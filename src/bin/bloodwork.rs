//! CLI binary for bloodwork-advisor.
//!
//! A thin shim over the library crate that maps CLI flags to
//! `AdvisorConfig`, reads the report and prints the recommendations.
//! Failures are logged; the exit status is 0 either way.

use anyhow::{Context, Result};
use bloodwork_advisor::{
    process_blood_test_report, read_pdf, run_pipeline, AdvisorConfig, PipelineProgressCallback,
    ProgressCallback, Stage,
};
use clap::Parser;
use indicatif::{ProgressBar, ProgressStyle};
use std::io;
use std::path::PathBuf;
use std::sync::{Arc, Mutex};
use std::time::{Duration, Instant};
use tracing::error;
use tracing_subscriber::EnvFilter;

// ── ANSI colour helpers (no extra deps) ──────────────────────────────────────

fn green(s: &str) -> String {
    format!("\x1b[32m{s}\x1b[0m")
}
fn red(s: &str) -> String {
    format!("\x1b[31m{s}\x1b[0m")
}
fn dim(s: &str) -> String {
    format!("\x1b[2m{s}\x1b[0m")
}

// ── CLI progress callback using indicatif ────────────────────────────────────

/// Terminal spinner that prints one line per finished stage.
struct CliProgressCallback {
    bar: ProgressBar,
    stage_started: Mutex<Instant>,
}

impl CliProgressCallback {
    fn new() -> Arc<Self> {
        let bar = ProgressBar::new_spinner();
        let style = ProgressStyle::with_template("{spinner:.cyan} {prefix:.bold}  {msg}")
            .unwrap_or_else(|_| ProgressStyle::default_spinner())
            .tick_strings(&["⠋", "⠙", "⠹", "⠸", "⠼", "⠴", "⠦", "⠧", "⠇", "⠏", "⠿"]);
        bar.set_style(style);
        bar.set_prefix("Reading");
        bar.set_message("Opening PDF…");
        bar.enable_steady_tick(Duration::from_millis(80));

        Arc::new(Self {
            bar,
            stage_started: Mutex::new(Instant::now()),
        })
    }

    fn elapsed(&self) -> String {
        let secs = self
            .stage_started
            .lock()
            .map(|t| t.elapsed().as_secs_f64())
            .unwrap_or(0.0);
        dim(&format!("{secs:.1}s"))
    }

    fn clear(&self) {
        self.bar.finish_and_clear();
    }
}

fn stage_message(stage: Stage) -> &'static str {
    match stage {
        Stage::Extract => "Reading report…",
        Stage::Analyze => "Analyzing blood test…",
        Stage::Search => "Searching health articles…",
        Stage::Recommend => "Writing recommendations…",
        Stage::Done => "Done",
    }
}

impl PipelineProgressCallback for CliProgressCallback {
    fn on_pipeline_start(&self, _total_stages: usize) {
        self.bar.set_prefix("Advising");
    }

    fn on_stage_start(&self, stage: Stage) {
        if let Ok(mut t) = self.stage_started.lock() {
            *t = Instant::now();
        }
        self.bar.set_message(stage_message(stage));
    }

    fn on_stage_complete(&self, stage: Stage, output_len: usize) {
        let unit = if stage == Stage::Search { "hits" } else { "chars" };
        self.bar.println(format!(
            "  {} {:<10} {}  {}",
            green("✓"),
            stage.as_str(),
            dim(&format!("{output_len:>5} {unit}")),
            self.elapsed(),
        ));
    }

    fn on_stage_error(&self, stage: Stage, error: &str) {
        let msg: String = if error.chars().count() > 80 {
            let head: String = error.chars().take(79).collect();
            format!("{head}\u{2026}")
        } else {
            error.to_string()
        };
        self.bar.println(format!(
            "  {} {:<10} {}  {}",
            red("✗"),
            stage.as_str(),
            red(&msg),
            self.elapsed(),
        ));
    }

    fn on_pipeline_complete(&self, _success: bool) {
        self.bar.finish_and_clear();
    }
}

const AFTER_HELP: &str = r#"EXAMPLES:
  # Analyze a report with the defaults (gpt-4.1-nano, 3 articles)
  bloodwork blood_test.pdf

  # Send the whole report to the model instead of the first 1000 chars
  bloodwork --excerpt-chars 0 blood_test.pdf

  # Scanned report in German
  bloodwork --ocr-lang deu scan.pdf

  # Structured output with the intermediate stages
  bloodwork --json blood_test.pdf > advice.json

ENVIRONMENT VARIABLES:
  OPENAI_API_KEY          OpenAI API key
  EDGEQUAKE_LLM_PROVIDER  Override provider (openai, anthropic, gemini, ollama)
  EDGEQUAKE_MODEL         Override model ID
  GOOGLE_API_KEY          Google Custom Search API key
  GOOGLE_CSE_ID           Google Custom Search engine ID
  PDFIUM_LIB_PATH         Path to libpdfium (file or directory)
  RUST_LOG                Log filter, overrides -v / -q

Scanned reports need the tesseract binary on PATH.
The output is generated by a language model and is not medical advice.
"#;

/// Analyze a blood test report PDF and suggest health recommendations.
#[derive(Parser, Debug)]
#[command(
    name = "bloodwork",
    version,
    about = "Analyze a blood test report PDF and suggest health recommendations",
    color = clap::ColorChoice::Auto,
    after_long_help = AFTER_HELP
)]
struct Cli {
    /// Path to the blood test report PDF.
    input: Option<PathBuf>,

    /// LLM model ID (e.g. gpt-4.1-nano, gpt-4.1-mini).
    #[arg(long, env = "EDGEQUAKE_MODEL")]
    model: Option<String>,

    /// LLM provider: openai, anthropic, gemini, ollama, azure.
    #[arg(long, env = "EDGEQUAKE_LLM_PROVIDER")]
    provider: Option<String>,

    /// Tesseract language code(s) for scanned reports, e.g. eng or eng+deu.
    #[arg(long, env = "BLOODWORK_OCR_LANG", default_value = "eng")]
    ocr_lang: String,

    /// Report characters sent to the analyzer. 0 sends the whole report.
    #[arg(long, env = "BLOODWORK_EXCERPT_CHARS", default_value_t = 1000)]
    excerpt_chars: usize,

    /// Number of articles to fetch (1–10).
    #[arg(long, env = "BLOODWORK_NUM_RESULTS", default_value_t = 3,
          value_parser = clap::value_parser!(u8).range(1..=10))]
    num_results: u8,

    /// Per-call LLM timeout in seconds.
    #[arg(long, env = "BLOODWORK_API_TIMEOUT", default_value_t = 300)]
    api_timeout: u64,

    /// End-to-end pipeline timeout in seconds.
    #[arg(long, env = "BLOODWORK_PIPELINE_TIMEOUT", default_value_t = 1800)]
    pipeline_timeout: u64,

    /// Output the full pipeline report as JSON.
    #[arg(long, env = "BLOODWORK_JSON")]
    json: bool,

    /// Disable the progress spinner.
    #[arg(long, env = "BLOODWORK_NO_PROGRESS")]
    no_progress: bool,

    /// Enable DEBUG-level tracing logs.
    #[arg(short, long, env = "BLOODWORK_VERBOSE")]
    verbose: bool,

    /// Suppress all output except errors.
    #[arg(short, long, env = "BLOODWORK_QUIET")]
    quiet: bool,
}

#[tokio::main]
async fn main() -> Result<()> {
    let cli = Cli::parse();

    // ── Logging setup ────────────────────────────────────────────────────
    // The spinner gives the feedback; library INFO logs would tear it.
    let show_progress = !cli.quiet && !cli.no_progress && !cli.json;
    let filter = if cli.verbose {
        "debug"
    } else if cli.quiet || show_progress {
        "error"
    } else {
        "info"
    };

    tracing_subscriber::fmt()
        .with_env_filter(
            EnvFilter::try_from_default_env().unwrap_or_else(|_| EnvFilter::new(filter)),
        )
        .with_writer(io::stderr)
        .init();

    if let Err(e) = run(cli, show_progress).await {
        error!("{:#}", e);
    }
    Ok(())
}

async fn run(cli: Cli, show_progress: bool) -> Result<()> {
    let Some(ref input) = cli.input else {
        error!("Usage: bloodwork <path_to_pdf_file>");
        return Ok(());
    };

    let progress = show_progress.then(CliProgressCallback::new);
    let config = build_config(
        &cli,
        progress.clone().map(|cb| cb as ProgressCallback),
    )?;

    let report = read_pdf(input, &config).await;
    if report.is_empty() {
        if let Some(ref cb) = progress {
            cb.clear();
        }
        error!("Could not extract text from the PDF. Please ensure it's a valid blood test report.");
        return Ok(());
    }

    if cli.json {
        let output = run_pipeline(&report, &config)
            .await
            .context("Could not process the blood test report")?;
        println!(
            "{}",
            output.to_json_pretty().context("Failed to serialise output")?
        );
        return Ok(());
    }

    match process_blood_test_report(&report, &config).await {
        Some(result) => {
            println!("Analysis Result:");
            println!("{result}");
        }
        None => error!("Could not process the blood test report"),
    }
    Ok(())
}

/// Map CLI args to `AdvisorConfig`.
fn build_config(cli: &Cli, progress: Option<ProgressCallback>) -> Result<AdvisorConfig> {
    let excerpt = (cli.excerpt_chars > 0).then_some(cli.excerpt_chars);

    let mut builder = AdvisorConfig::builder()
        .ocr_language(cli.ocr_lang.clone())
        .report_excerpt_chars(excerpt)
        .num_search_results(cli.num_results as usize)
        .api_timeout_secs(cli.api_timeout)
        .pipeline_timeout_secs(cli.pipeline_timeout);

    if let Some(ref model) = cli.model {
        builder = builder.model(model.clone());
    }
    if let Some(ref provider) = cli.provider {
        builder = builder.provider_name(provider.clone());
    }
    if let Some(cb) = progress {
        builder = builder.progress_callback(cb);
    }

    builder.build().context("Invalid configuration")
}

──────────────────────────────

§ **ASSIGNMENT**
Working through the records above, copy each line in which "Instant" is found.

§ **EXERCISE RESPONSE**
use std::time::{Duration, Instant};
    stage_started: Mutex<Instant>,
            stage_started: Mutex::new(Instant::now()),
            *t = Instant::now();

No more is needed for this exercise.